Pengusaha properti Tan Kian menjalani pemeriksaan oleh penyidik gabungan Korps Pemberantasan Tindak Pidana Korupsi (Kortastipidkor) Polri dan Polda Metro Jaya setelah diamankan dari kediamannya di Pacific Place Residence, Jakarta Selatan. Pemeriksaan tersebut merupakan bagian dari penyidikan tiga perkara dugaan korupsi yang saat ini masih dikembangkan.
Tan Kian diamankan pada Kamis (9/7) malam setelah penyidik melakukan penggeledahan di sejumlah lokasi yang diduga berkaitan dengan perkara. Apartemen miliknya yang berada di lantai 31 menjadi salah satu lokasi yang diperiksa dalam operasi tersebut.
Meski sempat diamankan untuk menjalani pemeriksaan, kepolisian menegaskan bahwa status hukum Tan Kian hingga kini masih sebagai saksi. Penyidik menyatakan belum ada penetapan tersangka baru karena proses pengumpulan alat bukti dan pendalaman keterangan para saksi masih berlangsung.
Kabid Humas Polda Metro Jaya Kombes Pol Budi Hermanto mengatakan, Tan Kian merupakan satu dari 15 saksi yang telah dimintai keterangan penyidik. Pemeriksaan tersebut dilakukan untuk mengungkap dugaan tindak pidana korupsi, suap, gratifikasi, hingga tindak pidana pencucian uang (TPPU) dalam tiga perkara yang sedang diusut.

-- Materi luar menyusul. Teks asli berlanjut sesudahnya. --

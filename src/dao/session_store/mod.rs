pub mod memory;
#[cfg(feature = "mongo-store")]
pub mod mongodb;

use crate::dao::models::SessionEntity;
use crate::dao::storage::StorageResult;
use futures::future::BoxFuture;
use uuid::Uuid;

pub use memory::MemorySessionStore;

/// Abstraction over the persistence layer for game sessions.
///
/// Implementations must make a successful `put` visible to every later `get`
/// for the lifetime of the game, and must never expose a partially written
/// session.
pub trait SessionRepository: Send + Sync {
    /// Upsert a session keyed by its identifier.
    fn put(&self, session: SessionEntity) -> BoxFuture<'static, StorageResult<()>>;
    /// Fetch a session, `None` when it does not exist (or expired).
    fn get(&self, id: Uuid) -> BoxFuture<'static, StorageResult<Option<SessionEntity>>>;
    /// Remove a session, returning whether something was deleted.
    fn delete(&self, id: Uuid) -> BoxFuture<'static, StorageResult<bool>>;
    fn exists(&self, id: Uuid) -> BoxFuture<'static, StorageResult<bool>>;
    /// Number of live sessions.
    fn count(&self) -> BoxFuture<'static, StorageResult<u64>>;
    fn health_check(&self) -> BoxFuture<'static, StorageResult<()>>;
    fn try_reconnect(&self) -> BoxFuture<'static, StorageResult<()>>;
}
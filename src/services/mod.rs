/// OpenAPI documentation generation.
pub mod documentation;
/// Session lifecycle, turn handling and ballots.
pub mod game_service;
/// Health check service.
pub mod health_service;
/// Session store connection supervision.
pub mod storage_supervisor;
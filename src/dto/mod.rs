use std::time::SystemTime;
use time::{OffsetDateTime, format_description::well_known::Rfc3339};

pub mod game;
pub mod health;
pub mod state;
pub mod validation;

fn format_system_time(time: SystemTime) -> String {
    OffsetDateTime::from(time)
        .format(&Rfc3339)
        .unwrap_or_else(|_| "invalid-timestamp".into())
}
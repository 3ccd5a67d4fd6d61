use std::{collections::HashSet, fmt};

use thiserror::Error;

use crate::state::{
    game::{Alignment, GameSession, MissionResult, PlayerId},
    rules::{self, GameRules, MISSIONS_TO_DECIDE},
    votes::{LedgerEffect, RoundKind, VoteCounts},
};

/// Reason recorded when the table rejects too many team nominations.
pub const REASON_TEAM_PICKING_EXHAUSTED: &str = "team picking attempts exhausted";
/// Reason recorded when the evil team sabotages enough missions.
pub const REASON_MISSIONS_FAILED: &str = "three missions failed";
/// Reason recorded when the assassin finds the protected player.
pub const REASON_PROTECTED_KILLED: &str = "the assassin killed the protected player";
/// Reason recorded when the assassin misses.
pub const REASON_PROTECTED_SURVIVED: &str =
    "all missions completed and the assassin missed the protected player";

/// Phases a session moves through, in play order.
#[derive(Debug, Clone, Copy, PartialEq, Eq, Hash)]
pub enum GameState {
    /// Rosters accepted; no mission started yet.
    GameCreated,
    /// The leader chooses the mission team.
    MissionTeamPicking,
    /// Every player approves or rejects the nominated team.
    MissionTeamVoting,
    /// Mission team members vote for success or sabotage.
    MissionSuccessVoting,
    /// The mission outcome is recorded; the next advance decides what follows.
    MissionEnded,
    /// Three missions succeeded; the assassin may strike.
    PostMissionsActions,
    EvilTeamWon,
    VirtuousTeamWon,
}

impl GameState {
    pub fn is_terminal(self) -> bool {
        matches!(self, GameState::EvilTeamWon | GameState::VirtuousTeamWon)
    }

    /// Ballot accepted in this state, if any.
    pub fn voting_round(self) -> Option<RoundKind> {
        match self {
            GameState::MissionTeamVoting => Some(RoundKind::Team),
            GameState::MissionSuccessVoting => Some(RoundKind::Mission),
            _ => None,
        }
    }

    pub fn as_str(self) -> &'static str {
        match self {
            GameState::GameCreated => "GAME_CREATED",
            GameState::MissionTeamPicking => "MISSION_TEAM_PICKING",
            GameState::MissionTeamVoting => "MISSION_TEAM_VOTING",
            GameState::MissionSuccessVoting => "MISSION_SUCCESS_VOTING",
            GameState::MissionEnded => "MISSION_ENDED",
            GameState::PostMissionsActions => "POST_MISSIONS_ACTIONS",
            GameState::EvilTeamWon => "EVIL_TEAM_WON",
            GameState::VirtuousTeamWon => "VIRTUOUS_TEAM_WON",
        }
    }
}

impl fmt::Display for GameState {
    fn fmt(&self, f: &mut fmt::Formatter<'_>) -> fmt::Result {
        f.write_str(self.as_str())
    }
}

/// Actions that change a session snapshot. Votes only touch the ledger and
/// go through [`GameStateMachine::authorize_vote`] instead.
#[derive(Debug, Clone, PartialEq, Eq)]
pub enum GameEvent {
    /// Move to the next phase using the stored snapshot and the ledger.
    Advance,
    /// The leader proposes the mission team.
    NominateTeam {
        leader: PlayerId,
        members: Vec<PlayerId>,
    },
    /// The evil team names its guess for the protected player.
    Assassinate { accuser: PlayerId, target: PlayerId },
}

impl GameEvent {
    fn action(&self) -> &'static str {
        match self {
            GameEvent::Advance => "advance",
            GameEvent::NominateTeam { .. } => "nominate team",
            GameEvent::Assassinate { .. } => "assassinate",
        }
    }
}

/// Rule checks that failed although the action is legal in the current state.
#[derive(Debug, Clone, PartialEq, Eq, Error)]
pub enum PreconditionError {
    #[error("team not assigned")]
    TeamNotAssigned,
    #[error("team not yet nominated")]
    TeamNotNominated,
    #[error("incomplete voting: {voted} of {required} votes cast")]
    IncompleteVoting { voted: usize, required: usize },
    #[error("player `{0}` is not the current leader")]
    NotLeader(PlayerId),
    #[error("mission {mission} needs a team of {expected}, got {actual}")]
    TeamSizeMismatch {
        mission: u8,
        expected: usize,
        actual: usize,
    },
    #[error("player `{0}` is not part of this game")]
    UnknownPlayer(PlayerId),
    #[error("player `{0}` is nominated more than once")]
    DuplicateMember(PlayerId),
    #[error("player `{0}` is not on the mission team")]
    NotOnMissionTeam(PlayerId),
    #[error("player `{0}` is not on the evil team")]
    NotEvil(PlayerId),
    #[error("no team size configured for mission {mission} with {players} players")]
    NoTeamSize { mission: u8, players: usize },
    #[error("no mission in progress")]
    NoMission,
}

/// Errors returned when planning an action against a session.
#[derive(Debug, Clone, PartialEq, Eq, Error)]
pub enum TransitionError {
    /// The action is not legal in the current state.
    #[error("{action} is not allowed while in {from}")]
    InvalidTransition { from: GameState, action: &'static str },
    /// The game already reached a terminal state.
    #[error("game already concluded")]
    Concluded { state: GameState },
    #[error(transparent)]
    Precondition(#[from] PreconditionError),
}

/// A validated transition that has not been persisted yet.
///
/// The caller stores `session` first and applies `ledger` only after the
/// write succeeded, so a failed write leaves both untouched.
#[derive(Debug, Clone)]
pub struct Plan {
    pub from: GameState,
    pub to: GameState,
    pub event: GameEvent,
    /// Snapshot to persist.
    pub session: GameSession,
    pub ledger: LedgerEffect,
    /// False when the event was accepted but nothing needs to be written.
    pub changed: bool,
}

/// Pure planner for session transitions.
#[derive(Debug, Clone, Copy)]
pub struct GameStateMachine<'a> {
    rules: &'a GameRules,
}

impl<'a> GameStateMachine<'a> {
    pub fn new(rules: &'a GameRules) -> Self {
        Self { rules }
    }

    /// Validate `event` against `session` and compute the resulting snapshot.
    ///
    /// `counts` must hold the ledger round matching `session.state` (empty
    /// when the state has no ballot).
    pub fn plan(
        &self,
        session: &GameSession,
        event: GameEvent,
        counts: &VoteCounts,
    ) -> Result<Plan, TransitionError> {
        let mut next = session.clone();
        let ledger = match &event {
            GameEvent::Advance => self.advance(&mut next, counts)?,
            GameEvent::NominateTeam { leader, members } => {
                self.nominate(&mut next, leader, members)?
            }
            GameEvent::Assassinate { accuser, target } => {
                self.assassinate(&mut next, accuser, target)?
            }
        };

        let changed = next != *session || ledger != LedgerEffect::None;
        Ok(Plan {
            from: session.state,
            to: next.state,
            event,
            session: next,
            ledger,
            changed,
        })
    }

    /// Check that `player` may cast a ballot of `kind` right now.
    pub fn authorize_vote(
        &self,
        session: &GameSession,
        kind: RoundKind,
        player: &str,
    ) -> Result<(), TransitionError> {
        if session.state.is_terminal() {
            return Err(TransitionError::Concluded {
                state: session.state,
            });
        }
        if session.state.voting_round() != Some(kind) {
            let action = match kind {
                RoundKind::Team => "cast team vote",
                RoundKind::Mission => "cast mission vote",
            };
            return Err(TransitionError::InvalidTransition {
                from: session.state,
                action,
            });
        }
        if session.mission_team.is_empty() {
            return Err(PreconditionError::TeamNotNominated.into());
        }

        match kind {
            RoundKind::Team if session.player(player).is_none() => {
                Err(PreconditionError::UnknownPlayer(player.to_owned()).into())
            }
            RoundKind::Mission if !session.is_on_mission_team(player) => {
                Err(PreconditionError::NotOnMissionTeam(player.to_owned()).into())
            }
            _ => Ok(()),
        }
    }

    fn advance(
        &self,
        session: &mut GameSession,
        counts: &VoteCounts,
    ) -> Result<LedgerEffect, TransitionError> {
        match session.state {
            GameState::GameCreated => {
                session.mission_number = 1;
                session.team_picking_attempts = 0;
                session.state = GameState::MissionTeamPicking;
                Ok(LedgerEffect::None)
            }
            GameState::MissionTeamPicking => {
                if session.mission_team.is_empty() {
                    return Err(PreconditionError::TeamNotAssigned.into());
                }
                session.state = GameState::MissionTeamVoting;
                Ok(LedgerEffect::Reset(RoundKind::Team))
            }
            GameState::MissionTeamVoting => {
                let required = session.total_players();
                if counts.voted_count() != required {
                    return Err(PreconditionError::IncompleteVoting {
                        voted: counts.voted_count(),
                        required,
                    }
                    .into());
                }

                if counts.tally() > 0 {
                    session.state = GameState::MissionSuccessVoting;
                    return Ok(LedgerEffect::Reset(RoundKind::Mission));
                }

                session.team_picking_attempts += 1;
                if session.team_picking_attempts >= self.rules.max_team_picking_attempts {
                    session.state = GameState::EvilTeamWon;
                    session.endgame_reason = Some(REASON_TEAM_PICKING_EXHAUSTED.to_owned());
                    return Ok(LedgerEffect::Clear);
                }

                session.rotate_leader();
                session.mission_team.clear();
                session.state = GameState::MissionTeamPicking;
                Ok(LedgerEffect::Reset(RoundKind::Team))
            }
            GameState::MissionSuccessVoting => {
                let team_size = session.mission_team.len();
                if counts.voted_count() != team_size {
                    return Err(PreconditionError::IncompleteVoting {
                        voted: counts.voted_count(),
                        required: team_size,
                    }
                    .into());
                }

                let fail_votes = team_size.saturating_sub(counts.positive as usize);
                let threshold =
                    rules::fail_votes_required(session.mission_number, session.total_players());
                let result = MissionResult {
                    failed: fail_votes >= threshold,
                    positive_votes: (team_size - fail_votes) as u32,
                    negative_votes: fail_votes as u32,
                };
                session.last_mission_result = Some(result);
                session.mission_results.push(result);
                session.state = GameState::MissionEnded;
                Ok(LedgerEffect::Clear)
            }
            GameState::MissionEnded => {
                if session.failed_missions() >= MISSIONS_TO_DECIDE {
                    session.state = GameState::EvilTeamWon;
                    session.endgame_reason = Some(REASON_MISSIONS_FAILED.to_owned());
                } else if session.successful_missions() >= MISSIONS_TO_DECIDE {
                    session.state = GameState::PostMissionsActions;
                } else {
                    session.mission_number += 1;
                    session.team_picking_attempts = 0;
                    session.mission_team.clear();
                    session.rotate_leader();
                    session.state = GameState::MissionTeamPicking;
                }
                Ok(LedgerEffect::None)
            }
            GameState::PostMissionsActions | GameState::EvilTeamWon | GameState::VirtuousTeamWon => {
                Ok(LedgerEffect::None)
            }
        }
    }

    fn nominate(
        &self,
        session: &mut GameSession,
        leader: &str,
        members: &[PlayerId],
    ) -> Result<LedgerEffect, TransitionError> {
        self.require_state(session, GameState::MissionTeamPicking, "nominate team")?;

        if session.leader().id != leader {
            return Err(PreconditionError::NotLeader(leader.to_owned()).into());
        }

        let players = session.total_players();
        let expected = self
            .rules
            .mission_team_size(players, session.mission_number)
            .ok_or(PreconditionError::NoTeamSize {
                mission: session.mission_number,
                players,
            })?;
        if members.len() != expected {
            return Err(PreconditionError::TeamSizeMismatch {
                mission: session.mission_number,
                expected,
                actual: members.len(),
            }
            .into());
        }

        let mut seen = HashSet::new();
        for member in members {
            if session.player(member).is_none() {
                return Err(PreconditionError::UnknownPlayer(member.clone()).into());
            }
            if !seen.insert(member.as_str()) {
                return Err(PreconditionError::DuplicateMember(member.clone()).into());
            }
        }

        session.mission_team = members.to_vec();
        Ok(LedgerEffect::None)
    }

    fn assassinate(
        &self,
        session: &mut GameSession,
        accuser: &str,
        target: &str,
    ) -> Result<LedgerEffect, TransitionError> {
        self.require_state(session, GameState::PostMissionsActions, "assassinate")?;

        match session.player(accuser) {
            Some(player) if player.alignment == Alignment::Evil => {}
            Some(_) => return Err(PreconditionError::NotEvil(accuser.to_owned()).into()),
            None => return Err(PreconditionError::UnknownPlayer(accuser.to_owned()).into()),
        }
        let target = session
            .player(target)
            .ok_or_else(|| PreconditionError::UnknownPlayer(target.to_owned()))?;

        if self.rules.is_protected_role(&target.role) {
            session.state = GameState::EvilTeamWon;
            session.endgame_reason = Some(REASON_PROTECTED_KILLED.to_owned());
        } else {
            session.state = GameState::VirtuousTeamWon;
            session.endgame_reason = Some(REASON_PROTECTED_SURVIVED.to_owned());
        }
        Ok(LedgerEffect::Clear)
    }

    fn require_state(
        &self,
        session: &GameSession,
        expected: GameState,
        action: &'static str,
    ) -> Result<(), TransitionError> {
        if session.state.is_terminal() {
            return Err(TransitionError::Concluded {
                state: session.state,
            });
        }
        if session.state != expected {
            return Err(TransitionError::InvalidTransition {
                from: session.state,
                action,
            });
        }
        Ok(())
    }
}

impl Plan {
    /// Whether an assassination plan hit the protected player.
    pub fn protected_player_killed(&self) -> bool {
        matches!(self.event, GameEvent::Assassinate { .. }) && self.to == GameState::EvilTeamWon
    }

    pub fn action(&self) -> &'static str {
        self.event.action()
    }
}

Baca Juga: Paksi Raras Alit Kenang Noor WA sebagai Sosok Ayah yang Disiplin soal Seni, tapi Demokratis
Selain Tan Kian, penyidik juga memeriksa sejumlah saksi lain yang berasal dari berbagai lokasi penggeledahan. Mereka terdiri atas pegawai perusahaan swasta, petugas keamanan, sopir pribadi, hingga pihak dari perusahaan penukaran uang yang diduga mengetahui rangkaian peristiwa dalam perkara tersebut.
Penyidikan itu sendiri berkaitan dengan tiga perkara berbeda, yakni dugaan korupsi pengadaan batu bara di PT PLN, dugaan korupsi PT Asabri, serta dugaan penyimpangan dalam penyelesaian utang PT CBS kepada PT Krakatau National Resources (KNI). Polisi masih menelusuri kemungkinan keterkaitan para saksi dengan masing-masing perkara tersebut.
Dalam proses penyidikan, aparat telah menggeledah belasan lokasi dan menyita sejumlah barang bukti. Di antaranya uang tunai dalam berbagai mata uang serta emas batangan yang kini masih dianalisis untuk mengetahui keterkaitannya dengan dugaan tindak pidana korupsi yang sedang diselidiki.
Nama Tan Kian sebelumnya juga pernah muncul dalam penanganan kasus dugaan korupsi PT Asabri yang ditangani Kejaksaan Agung. Namun, proses hukum terhadap dirinya saat itu tidak berlanjut setelah penyidik menerbitkan Surat Perintah Penghentian Penyidikan (SP3). Riwayat tersebut kembali menjadi perhatian seiring pemeriksaan yang dilakukan Polri dalam perkara terbaru.
Hingga Sabtu (11/7), penyidik masih melanjutkan pendalaman terhadap seluruh barang bukti dan keterangan para saksi. Polisi memastikan Tan Kian masih berstatus sebagai saksi dan belum ditetapkan sebagai tersangka. Penyidikan akan terus berlanjut untuk menentukan ada tidaknya unsur pidana serta pihak yang dapat dimintai pertanggungjawaban hukum dalam tiga perkara dugaan korupsi tersebut.